• [YOUR GOAL]: Return copies of the lines below that mention "String".

• [MATERIAL SUPPLIED]:
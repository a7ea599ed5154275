// Facility Gateway Server - HTTP routes
// Copyright (c) 2025 David Martin Venti
//
// Dual-licensed under AGPL-3.0 and Commercial License.
// See LICENSE file for details.

//! HTTP surface of the gateway.
//!
//! Handlers are thin: they read the optional source filter, run the
//! gateway operation, count the outcome and render the response with the
//! no-cache header set.

use crate::metrics::{encode_metrics, record_response};
use axum::{
    extract::{Query, State},
    http::{header, HeaderName, HeaderValue, StatusCode},
    response::{IntoResponse, Response},
    routing::get,
    Json, Router,
};
use facility_gateway::envelope::internal_error;
use facility_gateway::{Category, GatewayResponse, TelemetryGateway};
use serde::Deserialize;
use std::any::Any;
use std::sync::Arc;
use tower_http::catch_panic::CatchPanicLayer;
use tracing::error;

/// Application state shared across handlers.
pub struct AppState {
    pub gateway: TelemetryGateway,
}

pub type SharedState = Arc<AppState>;

#[derive(Debug, Default, Deserialize)]
pub struct OccupancyQuery {
    pub camera: Option<String>,
}

#[derive(Debug, Default, Deserialize)]
pub struct PeopleCountQuery {
    pub zone: Option<String>,
}

#[derive(Debug, Default, Deserialize)]
pub struct EnvironmentQuery {
    pub sensor: Option<String>,
}

/// Build the router over shared state.
pub fn router(state: SharedState) -> Router {
    Router::new()
        .route("/api/occupancy", get(occupancy_handler))
        .route("/api/people-counts", get(people_counts_handler))
        .route("/api/environment", get(environment_handler))
        .route("/health", get(health_handler))
        .route("/metrics", get(metrics_handler))
        .layer(CatchPanicLayer::custom(panic_response))
        .with_state(state)
}

/// Blank filters mean "all sources"
fn source_filter(raw: Option<&str>) -> Option<&str> {
    raw.map(str::trim).filter(|id| !id.is_empty())
}

/// Render a gateway response with its status and caching headers.
pub fn into_http(response: GatewayResponse) -> Response {
    let status = StatusCode::from_u16(response.status.as_u16())
        .unwrap_or(StatusCode::INTERNAL_SERVER_ERROR);
    let headers = response.headers();
    let mut http = (status, Json(response.body)).into_response();
    for &(name, value) in headers {
        http.headers_mut().insert(
            HeaderName::from_static(name),
            HeaderValue::from_static(value),
        );
    }
    http
}

/// Parking occupancy handler.
pub async fn occupancy_handler(
    State(state): State<SharedState>,
    Query(query): Query<OccupancyQuery>,
) -> Response {
    let camera = source_filter(query.camera.as_deref());
    let response = state.gateway.occupancy(camera).await;
    record_response(Category::Occupancy, &response);
    into_http(response)
}

/// People count handler.
pub async fn people_counts_handler(
    State(state): State<SharedState>,
    Query(query): Query<PeopleCountQuery>,
) -> Response {
    let zone = source_filter(query.zone.as_deref());
    let response = state.gateway.people_counts(zone).await;
    record_response(Category::PeopleCount, &response);
    into_http(response)
}

/// Environmental readings handler.
pub async fn environment_handler(
    State(state): State<SharedState>,
    Query(query): Query<EnvironmentQuery>,
) -> Response {
    let sensor = source_filter(query.sensor.as_deref());
    let response = state.gateway.environment(sensor).await;
    record_response(Category::Environment, &response);
    into_http(response)
}

/// Health check handler.
pub async fn health_handler() -> impl IntoResponse {
    (StatusCode::OK, "OK")
}

/// Metrics handler - returns Prometheus text format.
pub async fn metrics_handler() -> impl IntoResponse {
    (
        StatusCode::OK,
        [(header::CONTENT_TYPE, "text/plain; version=0.0.4; charset=utf-8")],
        encode_metrics(),
    )
}

/// 500 JSON body for a panicking handler
fn panic_response(panic: Box<dyn Any + Send + 'static>) -> Response {
    let detail = if let Some(message) = panic.downcast_ref::<String>() {
        message.as_str()
    } else if let Some(message) = panic.downcast_ref::<&str>() {
        *message
    } else {
        "unknown panic payload"
    };
    error!("request handler panicked: {}", detail);
    into_http(internal_error("unexpected failure while handling the request"))
}

#[cfg(test)]
mod tests {
    use super::*;
    use chrono::{FixedOffset, TimeZone};
    use facility_gateway::{
        ConfigError, ErrorCode, FixedClock, MemoryStore, PeopleCountRow, StoreError,
    };
    use serde_json::Value;

    fn state(gateway: TelemetryGateway) -> SharedState {
        let now = FixedOffset::east_opt(0)
            .unwrap()
            .with_ymd_and_hms(2025, 2, 3, 11, 0, 0)
            .unwrap();
        Arc::new(AppState {
            gateway: gateway.with_clock(Arc::new(FixedClock(now))).with_noise_seed(1),
        })
    }

    async fn json_body(response: Response) -> Value {
        let bytes = axum::body::to_bytes(response.into_body(), usize::MAX)
            .await
            .unwrap();
        serde_json::from_slice(&bytes).unwrap()
    }

    #[test]
    fn test_source_filter() {
        assert_eq!(source_filter(None), None);
        assert_eq!(source_filter(Some("  ")), None);
        assert_eq!(source_filter(Some(" A1 ")), Some("A1"));
    }

    #[tokio::test]
    async fn test_people_counts_live() {
        let store = MemoryStore::default().with_people_counts(vec![PeopleCountRow {
            zone_id: "lobby".into(),
            people_count: Some(9),
            captured_at: None,
        }]);
        let state = state(TelemetryGateway::new(Arc::new(store)));
        let response = people_counts_handler(
            State(state),
            Query(PeopleCountQuery {
                zone: Some("lobby".into()),
            }),
        )
        .await;

        assert_eq!(response.status(), StatusCode::OK);
        assert_eq!(
            response.headers()["cache-control"],
            "no-store, no-cache, must-revalidate, proxy-revalidate, max-age=0"
        );
        assert_eq!(response.headers()["pragma"], "no-cache");
        assert_eq!(response.headers()["expires"], "0");
        let body = json_body(response).await;
        assert_eq!(body["zones"][0]["count"], 9);
        assert_eq!(body["mock"], false);
    }

    #[tokio::test]
    async fn test_soft_failure_served_as_mock() {
        let err = StoreError::connect(ErrorCode::HostNotFound, "db.invalid", 5432, "lookup failed");
        let store = MemoryStore::default().failing(err);
        let state = state(TelemetryGateway::new(Arc::new(store)));
        let response = occupancy_handler(State(state), Query(OccupancyQuery::default())).await;
        assert_eq!(response.status(), StatusCode::OK);
        let body = json_body(response).await;
        assert_eq!(body["reason"], "fallback-mock-dns-enotfound");
        assert_eq!(body["areas"].as_array().unwrap().len(), 2);
    }

    #[tokio::test]
    async fn test_unknown_sensor_is_404() {
        let state = state(TelemetryGateway::new(Arc::new(MemoryStore::default())));
        let response = environment_handler(
            State(state),
            Query(EnvironmentQuery {
                sensor: Some("env-roof".into()),
            }),
        )
        .await;
        assert_eq!(response.status(), StatusCode::NOT_FOUND);
        assert!(response.headers().contains_key("surrogate-control"));
    }

    #[tokio::test]
    async fn test_unconfigured_is_500() {
        let gateway = TelemetryGateway::unconfigured(ConfigError::Missing(vec!["FACILITY_DB_USER"]));
        let response =
            environment_handler(State(state(gateway)), Query(EnvironmentQuery::default())).await;
        assert_eq!(response.status(), StatusCode::INTERNAL_SERVER_ERROR);
        let body = json_body(response).await;
        assert_eq!(body["error"], "configuration missing");
    }

    #[tokio::test]
    async fn test_panic_response_is_json_500() {
        let response = panic_response(Box::new("boom"));
        assert_eq!(response.status(), StatusCode::INTERNAL_SERVER_ERROR);
        assert!(response.headers()["cache-control"]
            .to_str()
            .unwrap()
            .contains("no-store"));
        let body = json_body(response).await;
        assert_eq!(body["error"], "internal error");
    }

    #[tokio::test]
    async fn test_health_and_metrics() {
        let response = health_handler().await.into_response();
        assert_eq!(response.status(), StatusCode::OK);
        let response = metrics_handler().await.into_response();
        assert_eq!(response.status(), StatusCode::OK);
        let _router = router(state(TelemetryGateway::new(Arc::new(MemoryStore::default()))));
    }
}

• [EXPECTED ANSWER]:
    pub camera: Option<String>,
    pub zone: Option<String>,
    pub sensor: Option<String>,
    let detail = if let Some(message) = panic.downcast_ref::<String>() {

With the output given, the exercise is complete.